Comprehensive coverage

Darwin's Origin of Species - a biography of a book, the third and last part of the first chapter

By: Janet Brown, Portico Series. Attic Books and Yediot Books. From English: Broria Ben-Baruch. The third and last part of the first chapter of the book, which describes the process of writing the most influential book in the last 150 years - Darwin's Origin of Species

The five years Darwin spent on the voyage of the ship Beagle shaped his personality. He spent them galloping about on hired horses, setting up camp in a new place every night, hunting animals for dinner in the company of the other ship passengers, talking about news that came from home, having fun; They were a kind of extension of the life of the sparrow who lived as a student in Cambridge. As a matter of fact, it is very likely that he was chosen to go on the journey precisely because of that kindness that later allowed him to take part in the activities on board the ship and blended in nicely with the cultural background from which he came and with his skill in shooting and hunting. And he was given many opportunities where he could demonstrate these abilities. In Montevideo, the passengers of the Beagle marched into the city armed from head to toe to quell a political uprising. In Tasmania they listened to an exquisite concert. At the extremes of the south, their ship almost capsized due to the breakup of a glacier. Once, when they were in the forest near Concepcion in Chile, Darwin felt the ground shake under his feet during a serious earthquake. He swam in coral lagoons, was fascinated by the birdsong in a tropical forest, watched the stars from the top of a mountain pass in the Cordillera de los Andes. In Brazil, he seethed with rage at slavery, which was still legal under Portuguese rule, and he listed several horror stories in his diary: facts so disgusting, he wrote, that if he heard them in England he would think that someone had made them up from his heart to enhance the journalistic impression.

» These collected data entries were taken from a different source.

//! Output generation.
//!
//! Sorts records by check name and writes them as delimited text (one
//! header row, one row per record) or as a JSON array.

use crate::error::{CacusError, Result};
use crate::models::{ColumnOrder, ComplianceRow};
use serde::Serialize;
use std::fs::File;
use std::io::{BufWriter, Write};
use std::path::Path;
use tracing::debug;

/// Stable ascending sort by check name.
pub fn sort_by_name<T: ComplianceRow>(rows: &mut [T]) {
    rows.sort_by(|a, b| a.check_name().cmp(b.check_name()));
}

/// Write a header row and every record to `writer`.
///
/// Fields containing the delimiter, quotes or newlines are quoted; nothing
/// else is.
pub fn write_delimited<W, T>(
    writer: W,
    rows: &[T],
    delimiter: u8,
    order: ColumnOrder,
) -> std::io::Result<()>
where
    W: Write,
    T: ComplianceRow,
{
    let mut csv_writer = csv::WriterBuilder::new()
        .delimiter(delimiter)
        .quote_style(csv::QuoteStyle::Necessary)
        .from_writer(writer);

    csv_writer.write_record(order.headers())?;
    for row in rows {
        csv_writer.write_record(row.cells(order))?;
    }

    csv_writer.flush()
}

/// Write the records as delimited text to `path`.
pub fn write_output<T: ComplianceRow>(
    path: &Path,
    rows: &[T],
    delimiter: u8,
    order: ColumnOrder,
) -> Result<()> {
    let file = File::create(path).map_err(|e| CacusError::output_write(path, e))?;

    write_delimited(BufWriter::new(file), rows, delimiter, order)
        .map_err(|e| CacusError::output_write(path, e))?;

    debug!("Wrote {} rows to {}", rows.len(), path.display());
    Ok(())
}

/// Write the records as a pretty-printed JSON array to `path`.
pub fn write_json_output<T: Serialize>(path: &Path, rows: &[T]) -> Result<()> {
    let file = File::create(path).map_err(|e| CacusError::output_write(path, e))?;
    let mut writer = BufWriter::new(file);

    serde_json::to_writer_pretty(&mut writer, rows)
        .map_err(|e| CacusError::output_write(path, e.into()))?;
    writer
        .write_all(b"\n")
        .and_then(|_| writer.flush())
        .map_err(|e| CacusError::output_write(path, e))?;

    debug!("Wrote {} JSON records to {}", rows.len(), path.display());
    Ok(())
}

#[cfg(test)]
mod tests {
    use super::*;
    use crate::models::{AggregatedIssue, ComplianceIssue, ComplianceResult};

    fn create_test_issue(host: &str, name: &str, result: &str) -> ComplianceIssue {
        ComplianceIssue::new(
            host.to_string(),
            name.to_string(),
            "configured".to_string(),
            "expected".to_string(),
            "info".to_string(),
            "solution".to_string(),
            ComplianceResult::from(result),
        )
    }

    fn render<T: ComplianceRow>(rows: &[T], delimiter: u8, order: ColumnOrder) -> String {
        let mut out = Vec::new();
        write_delimited(&mut out, rows, delimiter, order).unwrap();
        String::from_utf8(out).unwrap()
    }

    fn read_back(text: &str, delimiter: u8) -> Vec<Vec<String>> {
        csv::ReaderBuilder::new()
            .delimiter(delimiter)
            .has_headers(false)
            .from_reader(text.as_bytes())
            .records()
            .map(|r| r.unwrap().iter().map(String::from).collect())
            .collect()
    }

    #[test]
    fn test_sort_is_stable() {
        let mut rows = vec![
            create_test_issue("h1", "b", "PASSED"),
            create_test_issue("h2", "a", "PASSED"),
            create_test_issue("h3", "b", "FAILED"),
            create_test_issue("h4", "a", "FAILED"),
        ];

        sort_by_name(&mut rows);
        let order: Vec<_> = rows.iter().map(|r| r.hostname.as_str()).collect();
        assert_eq!(order, vec!["h2", "h4", "h1", "h3"]);
    }

    #[test]
    fn test_header_row_host_first() {
        let text = render::<ComplianceIssue>(&[], b',', ColumnOrder::HostFirst);
        assert_eq!(
            text.lines().next(),
            Some("Host,Check Name,Configured Value,Expected Value,Info,Solution,Result")
        );
    }

    #[test]
    fn test_header_row_check_first() {
        let text = render::<ComplianceIssue>(&[], b';', ColumnOrder::CheckFirst);
        assert_eq!(
            text.lines().next(),
            Some("Check Name;Host;Configured Value;Expected Value;Info;Solution;Result")
        );
    }

    #[test]
    fn test_minimal_quoting() {
        let mut issue = create_test_issue("host1", "plain name", "FAILED");
        issue.info = "has, comma".to_string();

        let text = render(&[issue], b',', ColumnOrder::HostFirst);
        let row = text.lines().nth(1).unwrap();
        assert!(row.starts_with("host1,plain name,configured,"));
        assert!(row.contains("\"has, comma\""));
    }

    #[test]
    fn test_round_trip_with_embedded_delimiters_and_newlines() {
        let issue = ComplianceIssue::new(
            "host1".to_string(),
            "Check; with delimiter".to_string(),
            "line one\nline two".to_string(),
            "say \"yes\"".to_string(),
            "info".to_string(),
            "fix; it".to_string(),
            ComplianceResult::Failed,
        );

        let text = render(&[issue.clone()], b';', ColumnOrder::HostFirst);
        let records = read_back(&text, b';');

        assert_eq!(records.len(), 2);
        assert_eq!(records[1].len(), 7);
        assert_eq!(
            records[1],
            vec![
                issue.hostname,
                issue.name,
                issue.configured_value,
                issue.expected_value,
                issue.info,
                issue.solution,
                "FAILED".to_string(),
            ]
        );
    }

    #[test]
    fn test_aggregated_rows_stay_one_record() {
        let row = AggregatedIssue {
            hostname: "h1\n\nh2".to_string(),
            name: "check".to_string(),
            configured_value: "a\nb\n\nc".to_string(),
            expected_value: "x".to_string(),
            info: "i".to_string(),
            solution: "s".to_string(),
            result: ComplianceResult::Failed,
            host_count: 2,
        };

        let text = render(&[row], b'\t', ColumnOrder::CheckFirst);
        let records = read_back(&text, b'\t');
        assert_eq!(records.len(), 2);
        assert_eq!(records[1][0], "check");
        assert_eq!(records[1][1], "h1\n\nh2");
        assert_eq!(records[1][2], "a\nb\n\nc");
    }

    #[test]
    fn test_write_output_to_file() {
        let dir = tempfile::tempdir().unwrap();
        let path = dir.path().join("out.csv");

        write_output(
            &path,
            &[create_test_issue("h1", "check", "PASSED")],
            b',',
            ColumnOrder::HostFirst,
        )
        .unwrap();

        let content = std::fs::read_to_string(&path).unwrap();
        assert!(content.contains("h1,check,configured,expected,info,n/a,PASSED"));
    }

    #[test]
    fn test_write_output_to_missing_directory_fails() {
        let dir = tempfile::tempdir().unwrap();
        let path = dir.path().join("missing").join("out.csv");

        let err = write_output::<ComplianceIssue>(&path, &[], b',', ColumnOrder::HostFirst)
            .unwrap_err();
        assert!(matches!(err, CacusError::OutputWrite { .. }));
    }

    #[test]
    fn test_write_json_output() {
        let dir = tempfile::tempdir().unwrap();
        let path = dir.path().join("out.json");

        write_json_output(&path, &[create_test_issue("h1", "check", "FAILED")]).unwrap();

        let content = std::fs::read_to_string(&path).unwrap();
        let parsed: Vec<ComplianceIssue> = serde_json::from_str(&content).unwrap();
        assert_eq!(parsed.len(), 1);
        assert_eq!(parsed[0].result, ComplianceResult::Failed);
        assert_eq!(parsed[0].solution, "solution");
    }
}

And throughout the entire journey he displayed an enthusiasm that won the hearts of Fitzroy and the other ship's officers. They gave him the nickname "Philos" - short for "the ship's philosopher" - and sometimes also "the fly catcher", and teased him because of the collection of stones he accumulated on board. Throughout the five years, Darwin maintained his good temper and pleasant demeanor - quite an achievement in a small ship crowded with seventy-four men and boys. Only seasickness upset his spirit. He could not in any way get used to the motion of the ship in the middle of the sea, and the nausea put him to bed again and again. The captain and his cabin mates showed great sympathy for his plight.

He was also free to explore all the different branches of his love of nature and took the responsibility he assumed seriously. He collected birds, vertebrates, invertebrates, sea creatures, insects, fossils and stone specimens, as well as a considerable collection of plants. All these collections were sent regularly to Henslowe in Cambridge, who kept them until his return. It was a fine collection that included many unusual and new species, but it is worth noting that it probably would not have been given such a distinguished status in museums and research institutions today if it were not for the publicity that Darwin gained later. He also dissected creatures, observed them through the lens of the microscope in his cell and recorded his findings. He continuously made comprehensive observations and examined places of breeding, behavior patterns, color patterns, distribution, etc., and wrote careful documentation that would later be the basis for several books and articles that he would write at the end of the journey. He wrote to his sisters and friends about the immense satisfaction this activity gave him: "Looking back, I now understand how my love for science slowly and gradually overcame every other taste," he said at the end of his life.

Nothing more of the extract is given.